Tomato root peroxidase isoenzymes: kinetic studies of the coniferyl alcohol peroxidase activity, immunological properties and role in response to salt stress

Abstract

More than eleven soluble and ionically-bound cell wall peroxidase (EC 1.11.1.7; donor: hydrogen-peroxidase oxido-reductase) isoenzymes were found in tomato (Lycopersicon esculentum (L.) Mill. cv. Pera) roots. Isoperoxidases with isoelectric points 9.6, 8.2, 7.5, 6.5, and 3.6, were partially purified by ammonium sulfate precipitation, gel filtration on Sephacryl-S200 and ion exchange chromatography on DEAE Sephacel and/or SP-Sephadex C50 columns.
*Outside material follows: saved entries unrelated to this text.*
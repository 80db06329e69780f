//! Gazetteer trie.
//!
//! A prefix tree keyed by elements (characters or tokens) where every node
//! may carry the data of a complete gazetteer entry. This crate is the
//! storage half of the matcher; scanning lives in the `matcher` crate.
//!
//! ## Layout
//!
//! Nodes are kept in one arena and addressed by [`NodeId`]. Each node owns a
//! map from element to child handle, so there are no back references and the
//! whole graph is freed when the [`Trie`] drops.
//!
//! ## Entry data
//!
//! A node is a complete entry when it holds an [`Entry`]. The entry may have
//! no data ([`Entry::NoData`]), a single value ([`Entry::Data`]) or a list of
//! appended values ([`Entry::Many`]).
//!
//! ```rust
//! use trie::{Entry, Trie};
//!
//! let mut trie: Trie<char, u32> = Trie::new();
//! trie.insert("word".chars(), Some(1), false);
//! trie.insert("word".chars(), Some(2), true);
//!
//! assert_eq!(trie.get("word".chars()), Some(&Entry::many([1, 2])));
//! assert!(trie.get("wor".chars()).is_none());
//! ```

mod entry;
mod error;
mod trie;

pub use crate::entry::Entry;
pub use crate::error::TrieError;
pub use crate::trie::{NodeId, Trie};
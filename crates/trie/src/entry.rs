//! Entry data stored at trie nodes.
//!
//! A node either carries no entry at all (`Option::None` in the trie) or an
//! [`Entry`]. The entry itself distinguishes "this entry has no data" from
//! "this entry has data", plus the accumulated form produced by appending.

use std::fmt;

use serde::{Deserialize, Serialize};

/// Data attached to a complete gazetteer entry.
///
/// # Serialization
///
/// ```rust
/// use trie::Entry;
///
/// let entry: Entry<u32> = Entry::Many(vec![Some(4), None, Some(5)]);
/// assert_eq!(entry.to_string(), "[4, , 5]");
/// assert_eq!(Entry::many([4, 5]), Entry::Many(vec![Some(4), Some(5)]));
/// ```
#[derive(Debug, Clone, PartialEq, Eq, Hash, Serialize, Deserialize)]
#[serde(tag = "kind", content = "value", rename_all = "snake_case")]
pub enum Entry<T> {
    /// The entry exists but was added without data.
    NoData,
    /// A single data value, as written by a replacing insert.
    Data(T),
    /// Values accumulated by appending inserts, in insertion order. An
    /// append without data leaves a `None` slot.
    Many(Vec<Option<T>>),
}

impl<T> Entry<T> {
    /// List form holding every item of `items`.
    pub fn many<I: IntoIterator<Item = T>>(items: I) -> Self {
        Entry::Many(items.into_iter().map(Some).collect())
    }

    /// Returns true if the entry carries no data.
    pub fn is_no_data(&self) -> bool {
        matches!(self, Entry::NoData)
    }

    /// The single data value, if this entry holds exactly one via `Data`.
    pub fn as_data(&self) -> Option<&T> {
        match self {
            Entry::Data(data) => Some(data),
            _ => None,
        }
    }

    /// The accumulated values, if this entry was built by appending.
    pub fn as_many(&self) -> Option<&[Option<T>]> {
        match self {
            Entry::Many(items) => Some(items),
            _ => None,
        }
    }

    /// Append `data` to this entry, converting it to the list form.
    ///
    /// Every call adds exactly one slot, `None` included. An existing
    /// single value, with or without data, is kept as the first slot.
    pub fn append(&mut self, data: Option<T>) {
        let prior = std::mem::replace(self, Entry::NoData);
        *self = match prior {
            Entry::NoData => Entry::Many(vec![None, data]),
            Entry::Data(first) => Entry::Many(vec![Some(first), data]),
            Entry::Many(mut items) => {
                items.push(data);
                Entry::Many(items)
            }
        };
    }

    /// Returns `self` unless it is `NoData`, in which case `fallback` is used.
    pub fn or<'a>(&'a self, fallback: &'a Entry<T>) -> &'a Entry<T> {
        if self.is_no_data() {
            fallback
        } else {
            self
        }
    }
}

impl<T> Default for Entry<T> {
    fn default() -> Self {
        Entry::NoData
    }
}

impl<T> From<Option<T>> for Entry<T> {
    fn from(value: Option<T>) -> Self {
        match value {
            Some(data) => Entry::Data(data),
            None => Entry::NoData,
        }
    }
}

impl<T: fmt::Display> fmt::Display for Entry<T> {
    /// `NoData` renders as the empty string, `Data` as its value and `Many`
    /// as a bracketed, comma separated list with empty slots for `None`.
    fn fmt(&self, f: &mut fmt::Formatter<'_>) -> fmt::Result {
        match self {
            Entry::NoData => Ok(()),
            Entry::Data(data) => write!(f, "{data}"),
            Entry::Many(items) => {
                f.write_str("[")?;
                for (idx, item) in items.iter().enumerate() {
                    if idx > 0 {
                        f.write_str(", ")?;
                    }
                    if let Some(item) = item {
                        write!(f, "{item}")?;
                    }
                }
                f.write_str("]")
            }
        }
    }
}

#[cfg(test)]
mod tests {
    use super::*;

    #[test]
    fn append_promotes_to_list() {
        let mut entry: Entry<u32> = Entry::many([]);
        entry.append(Some(1));
        assert_eq!(entry, Entry::many([1]));
        entry.append(Some(2));
        assert_eq!(entry, Entry::many([1, 2]));

        let mut single = Entry::Data(7);
        single.append(Some(8));
        assert_eq!(single, Entry::many([7, 8]));

        let mut bare: Entry<u32> = Entry::NoData;
        bare.append(Some(8));
        assert_eq!(bare, Entry::Many(vec![None, Some(8)]));
    }

    #[test]
    fn append_without_data_keeps_a_slot() {
        let mut entry: Entry<u32> = Entry::many([]);
        entry.append(None);
        entry.append(None);
        entry.append(Some(3));
        assert_eq!(entry, Entry::Many(vec![None, None, Some(3)]));
        assert_eq!(entry.as_many().map(<[_]>::len), Some(3));
        assert_eq!(entry.to_string(), "[, , 3]");
    }

    #[test]
    fn fallback_only_replaces_missing_data() {
        let fallback = Entry::Data("default");
        assert_eq!(Entry::NoData.or(&fallback), &fallback);
        assert_eq!(Entry::Data("own").or(&fallback), &Entry::Data("own"));
        assert_eq!(Entry::<&str>::many([]).or(&fallback), &Entry::many([]));
    }

    #[test]
    fn display_forms() {
        assert_eq!(Entry::<u8>::NoData.to_string(), "");
        assert_eq!(Entry::Data(3).to_string(), "3");
        assert_eq!(Entry::many(["a", "b"]).to_string(), "[a, b]");
    }

    #[test]
    fn serde_tagged_layout() {
        let json = serde_json::to_string(&Entry::Data(1u8)).expect("serialize");
        assert_eq!(json, r#"{"kind":"data","value":1}"#);
        let back: Entry<u8> = serde_json::from_str(&json).expect("deserialize");
        assert_eq!(back, Entry::Data(1));
    }
}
Isoenzymes of pI 9.6, 3.6, and 6.5 showed the highest catalytic efficiencies with coniferyl alcohol, a true monolignol, used as substrate marker of peroxidases presumably involved in lignification. In addition, they showed cross-reactivity in Western blots of crude extracts when antibodies anti pI 3.6 isoenzyme were used for the immunodetection, despite their different pI values. It was demonstrated that the levels of pI 3.6 isoenzyme increased with the time of growth but did not respond to salt stress, unlike the isoenzyme with pI 9.6, which did. Thus, the expression of peroxidase isoenzymes involved in lignification may be differentially controlled by either developemental or stress signals.